Since then, Alliance fortunes have much improved due, in part, to the Brexit debacle. One aspect of this, commonly overlooked in Britain, is the possibility of Alliance gains from the DUP in the forthcoming UK general election, particularly if there is tactical voting by Sinn Féin and SDLP supporters in areas currently represented by the DUP.

Such a development could radically alter the political landscape in Northern Ireland. It would also reduce the number of Brexit fanatics at Westminster.
Ed Kelly
St Helens, Merseyside

Imagine…

I would suggest to David Murray (Letters, TNE #350) that there is another way of considering PR. Imagine if we’d had that system in place back in the 1990s, when Sir James Goldsmith launched his anti-EU party. Then Ukip would have won its place in Westminster and the Conservative Party would not have found it necessary to lurch to the right to attract those votes to win power.
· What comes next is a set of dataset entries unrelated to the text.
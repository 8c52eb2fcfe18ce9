use super::error::MountError;
use super::protocol::MountCommands;

/// Reachable envelope of the mount and the cog/degree conversion.
///
/// Cog 0 sits at (`min_az`, `min_el`). The azimuth window may start below
/// zero (e.g. -30..330) so that the full circle is covered without a cable
/// wrap at north.
#[derive(Debug, Clone, Copy, PartialEq)]
pub struct PointingLimits {
    min_az_cog: i64,
    max_az_cog: i64,
    min_el_cog: i64,
    max_el_cog: i64,
    az_step: f64,
    el_step: f64,
    min_az: f64,
    max_az: f64,
    min_el: f64,
    max_el: f64,
}

impl PointingLimits {
    pub fn new(
        az_cogs: (i64, i64),
        el_cogs: (i64, i64),
        az_step: f64,
        el_step: f64,
        min_az: f64,
        min_el: f64,
    ) -> Self {
        let (min_az_cog, max_az_cog) = az_cogs;
        let (min_el_cog, max_el_cog) = el_cogs;
        Self {
            min_az_cog,
            max_az_cog,
            min_el_cog,
            max_el_cog,
            az_step,
            el_step,
            min_az,
            max_az: min_az + (max_az_cog - min_az_cog) as f64 * az_step,
            min_el,
            max_el: min_el + (max_el_cog - min_el_cog) as f64 * el_step,
        }
    }

    /// Reads the cog ranges and step sizes from the hardware.
    pub fn read(commands: &MountCommands, min_az: f64, min_el: f64) -> Result<Self, MountError> {
        let az_cogs = (commands.min_az_cog()?, commands.max_az_cog()?);
        let el_cogs = (commands.min_el_cog()?, commands.max_el_cog()?);
        let az_step = commands.az_step()?;
        let el_step = commands.el_step()?;
        Ok(Self::new(az_cogs, el_cogs, az_step, el_step, min_az, min_el))
    }

    pub fn min_az(&self) -> f64 {
        self.min_az
    }

    pub fn max_az(&self) -> f64 {
        self.max_az
    }

    pub fn min_el(&self) -> f64 {
        self.min_el
    }

    pub fn max_el(&self) -> f64 {
        self.max_el
    }

    /// Smallest azimuth step, in degrees.
    pub fn az_step(&self) -> f64 {
        self.az_step
    }

    /// Smallest elevation step, in degrees.
    pub fn el_step(&self) -> f64 {
        self.el_step
    }

    pub fn az_from_cog(&self, cog: i64) -> f64 {
        self.min_az + self.az_step * cog as f64
    }

    pub fn el_from_cog(&self, cog: i64) -> f64 {
        self.min_el + self.el_step * cog as f64
    }

    /// `az` is in 0..360 and is moved into the local window first.
    pub fn az_to_cog(&self, az: f64) -> i64 {
        let az = if az > self.max_az { az - 360.0 } else { az };
        let cog = ((az - self.min_az) / self.az_step).round() as i64;
        clamp_inside(cog, self.min_az_cog, self.max_az_cog)
    }

    pub fn el_to_cog(&self, el: f64) -> i64 {
        let cog = ((el - self.min_el) / self.el_step).round() as i64;
        clamp_inside(cog, self.min_el_cog, self.max_el_cog)
    }
}

// the end stops themselves are never commanded
fn clamp_inside(cog: i64, min: i64, max: i64) -> i64 {
    if cog <= min {
        min + 1
    } else if cog >= max {
        max - 1
    } else {
        cog
    }
}

#[cfg(test)]
mod tests {
    use super::*;
    use approx::assert_abs_diff_eq;

    fn limits() -> PointingLimits {
        PointingLimits::new((0, 3600), (0, 800), 0.1, 0.1, -30.0, 5.0)
    }

    #[test]
    fn derives_envelope() {
        let l = limits();
        assert_abs_diff_eq!(l.min_az(), -30.0);
        assert_abs_diff_eq!(l.max_az(), 330.0, epsilon = 1e-9);
        assert_abs_diff_eq!(l.min_el(), 5.0);
        assert_abs_diff_eq!(l.max_el(), 85.0, epsilon = 1e-9);
    }

    #[test]
    fn converts_both_ways() {
        let l = limits();
        assert_eq!(l.az_to_cog(0.0), 300);
        assert_eq!(l.az_to_cog(100.04), 1300);
        assert_abs_diff_eq!(l.az_from_cog(1300), 100.0, epsilon = 1e-9);
        assert_eq!(l.el_to_cog(45.0), 400);
        assert_abs_diff_eq!(l.el_from_cog(400), 45.0, epsilon = 1e-9);
    }

    #[test]
    fn azimuth_above_window_wraps_negative() {
        let l = limits();
        // 345 deg is -15 deg in the local window
        assert_eq!(l.az_to_cog(345.0), 150);
    }

    #[test]
    fn end_stops_are_avoided() {
        let l = limits();
        assert_eq!(l.el_to_cog(5.0), 1);
        assert_eq!(l.el_to_cog(85.0), 799);
        assert_eq!(l.az_to_cog(-30.0), 1);
    }
}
We would not have had Brexit – but nor would we have had the New European.

Kate Burge
London NW3

By supporting a semi-feudal form of electoral system, David Murray draws precisely the opposite observation to lived reality. This was proven in 2019 when an increasingly far-right party got 44%, which is rather more than the 2% claimed.
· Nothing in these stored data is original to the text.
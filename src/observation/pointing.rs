//! Measurement used when no receiver is attached: it holds the pose for the
//! integration time and reports where the mount actually pointed.

use std::fs;
use std::path::Path;
use std::sync::Arc;
use std::thread;
use std::time::Duration;

use crate::angle::AzEl;
use crate::mount::MountController;

use super::context::ObservationContext;
use super::{Measurement, MeasurementFactory, ObservationError, Spectrum};

pub struct PointingOnly {
    mount: Arc<MountController>,
    integration: Duration,
}

impl PointingOnly {
    pub fn new(mount: Arc<MountController>, integration: Duration) -> Self {
        Self { mount, integration }
    }
}

impl MeasurementFactory for PointingOnly {
    fn create(&mut self, ctx: &ObservationContext) -> Result<Box<dyn Measurement>, ObservationError> {
        Ok(Box::new(PointingMeasurement {
            mount: self.mount.clone(),
            integration: self.integration,
            result: PointingSpectrum {
                frequency_hz: ctx.frequency_hz,
                offset: ctx.offset,
                position: ctx.target.position(),
                diode: ctx.diode_on,
            },
            done: false,
        }))
    }
}

struct PointingMeasurement {
    mount: Arc<MountController>,
    integration: Duration,
    result: PointingSpectrum,
    done: bool,
}

impl Measurement for PointingMeasurement {
    fn measure(&mut self) -> Result<(), ObservationError> {
        thread::sleep(self.integration);
        self.result.position = self.mount.current()?;
        self.done = true;
        Ok(())
    }

    fn spectrum(&mut self) -> Result<Box<dyn Spectrum>, ObservationError> {
        if !self.done {
            return Err(ObservationError::Measurement(
                "spectrum requested before measuring".to_string(),
            ));
        }
        Ok(Box::new(self.result.clone()))
    }
}

/// A single channel without power.
#[derive(Debug, Clone)]
struct PointingSpectrum {
    frequency_hz: f64,
    offset: AzEl,
    position: AzEl,
    diode: bool,
}

impl Spectrum for PointingSpectrum {
    fn remove_rfi(&mut self) {}

    fn decimate_channels(&mut self, _channels: usize) {}

    fn shift_to_vlsr_frame(&mut self) {}

    fn observation_frequency_hz(&self) -> f64 {
        self.frequency_hz
    }

    fn total_power(&self) -> f64 {
        0.0
    }

    fn offset(&self) -> AzEl {
        self.offset
    }

    fn position(&self) -> AzEl {
        self.position
    }

    fn diode_on(&self) -> bool {
        self.diode
    }

    fn save_txt(&self, path: &Path) -> Result<(), ObservationError> {
        fs::write(
            path,
            format!(
                "# frequency_hz\tpower\tazimuth\televation\n{}\t{}\t{:.5}\t{:.5}\n",
                self.frequency_hz,
                self.total_power(),
                self.position.azimuth(),
                self.position.elevation()
            ),
        )?;
        Ok(())
    }
}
When pinning up the map of percentages published in the previous edition, the only other European country to use FPTP should also be circled by way of illustration: Belarus. A country, as it happens, that is similarly in hock to implementing Russian foreign policy.
Oliver Stutter

Considering the ever-increasing criticism of Brexit, can there be anyone anywhere who still thinks that Scotland exiting the UK would be a good idea? Perhaps a federal arrangement would be a solution as a precursor to applying to rejoin the European Union.
Margot Kerr
Inverness, Scotland

Vive la musique!

I know Marie Le Conte’s “How I fell for French music – eventually” (TNE #350) focused on rock and pop, but for the writer to say that the French have never excelled at music is to do her country fellows a terrible disservice. The pop might not be fantastic, but what about Poulenc, Debussy, Ravel, Erik Satie, Saint-Saëns…
Sue Dyson
Via Facebook

Check out Machaut, des Prés, Rameau, Berlioz, Messiaen, Piaf, Murail: France has for 1,000 years been a musical empire!
Nicholas Bannan

QAnon strain

James Ball’s book The Other Pandemic: How QAnon Contaminated the World, as previewed in TNE #349, is helping me to understand the bizarre political scene globally and in particular in the US. His explanation of the mutation of a conspiracy theory to protect itself from reasonable refutation is a considerable contribution in these troubled times.

Tudor Rickards
Emeritus professor of creativity, University of Manchester

Precious NHS

Paul Mason’s “Let’s say the unsayable: only the rich paying more tax will save our NHS” (TNE #348) provided a fine analysis but, having had substantial experience of the NHS here in Cumbria over the last five years for me, my late wife and our daughter, I must express a high level of satisfaction. The chronic staff shortage was obvious, but so was the dedication, skill and care of the staff.

We spent 10 hours a day helping our daughter in the ward after she broke her arms, and it was clear that with a 30% shortage, there was far too much work for the staff. But it was remarkable how cheerful they remained. It is a tragedy that the government has persistently failed to recognise their efforts via the pay packet.

One of the biggest issues on which successive governments have failed is the lack of integration of health and social care systems. It is nearly 40 years since I sat in meetings discussing this matter. Plenty of words, but hardly any action.

I doubt whether the privatisation of care services has helped, and this sector is also underfunded. The only negative experience we had during my wife’s illness was the poor delivery of care at home from a private provider. 

The NHS is precious and the next government must recognise this with both policies and funding.